Adidas's uniforms are made in Myanmar where workers earn less than $3 a day to produce soccer apparel. Myanmar's ruling military junta, which took power in a coup d'etat in 2021, is looking to dismantle democratic structures there. Adidas uniforms are required for teams representing Japan, Germany, Chile, Argentina, Algeria, Mexico and Spain.
Some Adidas workers were fired after asking factory owners for a raise. In the case of 7,800 workers at the Pou Chen Group factory in Yangon, Myanmar, a supplier of soccer shoes for Adidas, the answer is 4,800 kyat, or $2.27, per day. After workers began a strike in October of this year demanding a daily wage of $3.78, factory managers called soldiers into the complex and later fired 26 workers. They included 16 members of the factory's union who led the strike of more than 2,000 employees.
2015 World Cup Scandal
In 2015, U.S. federal prosecutors disclosed cases of corruption by officials and associates connected with the Fe'de'ration Internationale de Football Association (FIFA), the governing body of the World Cup. The 2015 arrests focused on the alleged use of bribery, fraud and money laundering to corrupt the issuing of media and marketing rights for FIFA games in the Americas, estimated at $150 million. There were $110 million in bribes related to the Copa Ame'rica Centenario, which was hosted in 2016 in the United States. The indictment handed down by the U.S. District Court in Brooklyn, New York, alleged that bribery was used in an attempt to influence clothing-sponsorship contracts.

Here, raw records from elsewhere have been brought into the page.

//! Ordered schema migrations.
//!
//! Each step creates one table (plus its indexes) from an entity definition. Steps run in
//! ascending version order and are recorded in `schema_migrations`.
//!
//! Two modes share the same steps:
//! * [`Mode::Bootstrap`] tolerates existing tables and indexes (`IF NOT EXISTS`).
//! * [`Mode::Strict`] issues plain `CREATE` statements inside a transaction per step, so a
//!   table that exists without a matching record fails the run instead of being skipped.

use crate::{
    entities::{Guild, SchemaMigration, User, UserGuild, schema_migration},
    errors::Result,
};
use chrono::Utc;
use sea_orm::{
    DatabaseConnection, DbBackend, QueryOrder, Schema, Set, Statement, TransactionTrait,
    prelude::*,
};
use std::collections::HashSet;
use tracing::{info, instrument};

/// How existing objects are treated.
#[derive(Debug, Clone, Copy, PartialEq, Eq)]
pub enum Mode {
    /// Skip tables and indexes that already exist
    Bootstrap,
    /// Fail on anything that already exists
    Strict,
}

/// One forward-only schema step.
#[derive(Debug, Clone, Copy)]
pub struct Migration {
    /// Ascending step number
    pub version: i32,
    /// Human readable step name
    pub name: &'static str,
    statements: fn(DbBackend, Mode) -> Vec<Statement>,
}

impl Migration {
    /// SQL for this step on `backend`.
    #[must_use]
    pub fn statements(&self, backend: DbBackend, mode: Mode) -> Vec<Statement> {
        (self.statements)(backend, mode)
    }
}

/// Every step, in application order.
pub const MIGRATIONS: [Migration; 3] = [
    Migration {
        version: 1,
        name: "create_users_table",
        statements: users_table,
    },
    Migration {
        version: 2,
        name: "create_guilds_table",
        statements: guilds_table,
    },
    Migration {
        version: 3,
        name: "create_user_guilds_table",
        statements: user_guilds_table,
    },
];

fn users_table(backend: DbBackend, mode: Mode) -> Vec<Statement> {
    entity_statements(backend, User, mode)
}

fn guilds_table(backend: DbBackend, mode: Mode) -> Vec<Statement> {
    entity_statements(backend, Guild, mode)
}

// Foreign keys to both sides, cascading on delete.
fn user_guilds_table(backend: DbBackend, mode: Mode) -> Vec<Statement> {
    entity_statements(backend, UserGuild, mode)
}

fn entity_statements<E: EntityTrait>(backend: DbBackend, entity: E, mode: Mode) -> Vec<Statement> {
    let schema = Schema::new(backend);

    let mut table = schema.create_table_from_entity(entity);
    if mode == Mode::Bootstrap {
        table.if_not_exists();
    }

    let mut statements = vec![backend.build(&table)];
    for mut index in schema.create_index_from_entity(entity) {
        if mode == Mode::Bootstrap {
            index.if_not_exists();
        }
        statements.push(backend.build(&index));
    }
    statements
}

/// Creates the `schema_migrations` table when missing.
pub async fn ensure_bookkeeping<C: ConnectionTrait>(db: &C) -> Result<()> {
    let backend = db.get_database_backend();
    let mut table = Schema::new(backend).create_table_from_entity(SchemaMigration);
    table.if_not_exists();
    db.execute(backend.build(&table)).await?;
    Ok(())
}

/// Runs the statements of one step without recording it.
pub async fn execute<C: ConnectionTrait>(db: &C, migration: &Migration, mode: Mode) -> Result<()> {
    for statement in migration.statements(db.get_database_backend(), mode) {
        db.execute(statement).await?;
    }
    Ok(())
}

/// Records a step as applied. Already recorded steps are left untouched.
pub async fn record<C: ConnectionTrait>(db: &C, migration: &Migration) -> Result<()> {
    if SchemaMigration::find_by_id(migration.version)
        .one(db)
        .await?
        .is_some()
    {
        return Ok(());
    }

    schema_migration::ActiveModel {
        version: Set(migration.version),
        name: Set(migration.name.to_string()),
        applied_at: Set(Utc::now()),
    }
    .insert(db)
    .await?;
    Ok(())
}

/// Versions already recorded, ascending.
pub async fn applied_versions<C: ConnectionTrait>(db: &C) -> Result<Vec<i32>> {
    Ok(SchemaMigration::find()
        .order_by_asc(schema_migration::Column::Version)
        .all(db)
        .await?
        .into_iter()
        .map(|row| row.version)
        .collect())
}

/// Steps that have not been recorded yet, in application order.
pub async fn pending<C: ConnectionTrait>(db: &C) -> Result<Vec<Migration>> {
    ensure_bookkeeping(db).await?;
    let applied: HashSet<i32> = applied_versions(db).await?.into_iter().collect();
    Ok(MIGRATIONS
        .into_iter()
        .filter(|migration| !applied.contains(&migration.version))
        .collect())
}

/// Applies every pending step in order, one transaction per step.
///
/// Stops at the first failure; earlier steps stay applied.
#[instrument(skip(db))]
pub async fn run_migrations(db: &DatabaseConnection) -> Result<Vec<&'static str>> {
    let mut applied = Vec::new();

    for migration in pending(db).await? {
        info!(version = migration.version, name = migration.name, "Applying migration");
        let txn = db.begin().await?;
        execute(&txn, &migration, Mode::Strict).await?;
        record(&txn, &migration).await?;
        txn.commit().await?;
        applied.push(migration.name);
    }

    if applied.is_empty() {
        info!("Database schema is up to date");
    } else {
        info!(count = applied.len(), "Migrations applied");
    }
    Ok(applied)
}

#[cfg(test)]
mod tests {
    use super::*;
    use crate::errors::Error;
    use sea_orm::Database;

    #[test]
    fn test_versions_ascend() {
        let versions: Vec<i32> = MIGRATIONS.iter().map(|m| m.version).collect();
        assert_eq!(versions, vec![1, 2, 3]);
    }

    #[test]
    fn test_modes_differ_only_in_guards() {
        let bootstrap = MIGRATIONS[0].statements(DbBackend::Sqlite, Mode::Bootstrap);
        let strict = MIGRATIONS[0].statements(DbBackend::Sqlite, Mode::Strict);

        assert_eq!(bootstrap.len(), strict.len());
        assert!(bootstrap[0].sql.contains("IF NOT EXISTS"));
        assert!(!strict[0].sql.contains("IF NOT EXISTS"));
    }

    #[tokio::test]
    async fn test_run_migrations_applies_in_order_once() -> Result<()> {
        let db = Database::connect("sqlite::memory:").await?;

        let first = run_migrations(&db).await?;
        assert_eq!(
            first,
            vec![
                "create_users_table",
                "create_guilds_table",
                "create_user_guilds_table"
            ]
        );
        assert_eq!(applied_versions(&db).await?, vec![1, 2, 3]);

        assert!(run_migrations(&db).await?.is_empty());
        Ok(())
    }

    #[tokio::test]
    async fn test_strict_run_rejects_unrecorded_table() -> Result<()> {
        let db = Database::connect("sqlite::memory:").await?;
        execute(&db, &MIGRATIONS[0], Mode::Bootstrap).await?;

        let result = run_migrations(&db).await;

        assert!(matches!(result, Err(Error::Database(_))));
        assert!(applied_versions(&db).await?.is_empty());
        Ok(())
    }

    #[tokio::test]
    async fn test_bootstrap_then_strict_is_noop() -> Result<()> {
        let db = Database::connect("sqlite::memory:").await?;
        crate::config::database::create_tables(&db).await?;

        assert!(pending(&db).await?.is_empty());
        assert!(run_migrations(&db).await?.is_empty());
        Ok(())
    }
}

Fourteen people were indicted in connection with an investigation by the United States FBI and the IRS Criminal Investigation Division into wire fraud, racketeering and money laundering. More than two dozen FIFA officials and their associates were implicated in a 24-year self-enrichment scheme that reached the highest levels of FIFA management. Central to the scandal were accusations of bribery connected to the awarding of hosting rights for the 2018 World Cup to Russia and the 2022 World Cup to Qatar. According to the U.S. Department of Justice the defendants pleaded guilty under seal and agreed to forfeit more than $40 million.
FIFA is At It Again
FIFA is corrupt. Nike, Adidas and other companies pay FIFA hundreds of millions of dollars to be the official suppliers of World Cup jerseys and other apparel. Poor countries, like Algeria, Argentina and Mexico, are forced to wear imported uniforms even though they all have vibrant apparel industries. The United States and the other advanced countries all can manufacture their own uniforms. Why should FIFA get hundreds of millions of dollars to authorize these souvenirs to be made in third-world sweatshops, including one run by leaders of a military coup? And where does the money go, to the same corrupt corporate thieves that stole millions in 2015?